Avocados may be nature’s answer in helping to treat metabolic syndrome. This is a condition where a clustering of risk factors like abdominal obesity, low levels of high-density lipoprotein (HDL) or ‘good’ cholesterol, high triglyceride levels, high blood pressure, and high fasting blood sugar can lead to the increased chances of death from conditions like type 2 diabetes mellitus and cardiovascular diseases.  The presence of at least three of these risk factors would be grounds enough for a diagnosis of metabolic syndrome.

A recent study in Iran revealed that avocados have beneficial effects on lipid profiles, with changes to phospholipids, triglycerides, LDL-cholesterol, HDL-cholesterol, and total cholesterol. The study found that overweight or obese adults who ate one avocado every day for six weeks lost a significant amount of body weight, body mass index (BMI) and percentage of body fat. The peel, seeds, flesh, and leaves of avocadoes also all have differing effects on the components of metabolic syndrome. Avocados are an abundant source of carotenoids, phenolics, fatty acids, minerals, and vitamins and also possess antihypertensive, antidiabetic, anti-obesity, antithrombotic, antiantherosclerotic, and cardioprotective properties.

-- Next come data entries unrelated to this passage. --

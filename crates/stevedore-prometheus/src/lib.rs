//! Prometheus backend for stevedore job metrics.
//!
//! [`PrometheusMetrics`] implements [`stevedore_core::MetricsBackend`]; the daemon serves
//! [`PrometheusMetrics::gather`] on its `/metrics` endpoint.
//!
//! ## Example
//! ```rust
//! use std::sync::Arc;
//! use stevedore_core::MetricsHandle;
//! use stevedore_prometheus::{PrometheusMetrics, TextEncoder};
//!
//! # fn main() -> Result<(), Box<dyn std::error::Error>> {
//! let metrics = PrometheusMetrics::new()?;
//! let handle: MetricsHandle = Arc::new(metrics.clone());
//!
//! let body = TextEncoder::new().encode_to_string(&metrics.gather())?;
//! # let _ = (handle, body);
//! # Ok(())
//! # }
//! ```
//!
//! ## Metrics
//! - `stevedore_jobs_started_total{trigger}` - Counter
//! - `stevedore_jobs_completed_total{trigger, outcome}` - Counter
//! - `stevedore_job_duration_seconds{trigger}` - Histogram
//! - `stevedore_jobs_skipped_total{trigger, reason}` - Counter
//! - `stevedore_runtime_errors_total{operation}` - Counter

mod backend;
pub use backend::PrometheusMetrics;

pub use prometheus::{Encoder, Registry, TextEncoder};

The American Heart Association has stated that metabolic syndrome affects approximately 23 percent of adults in the U.S. Embracing a healthy diet is considered one of the key ways to prevent or treat metabolic syndrome and avocados are an integral part of any such diet. Medical News Today reported in 2014 that eating half an avocado with lunch may assist in weight loss as well as lower levels of low-density lipoprotein (LDL) which is ‘bad’ cholesterol. Avocadoes greatest impact on is on cholesterol levels.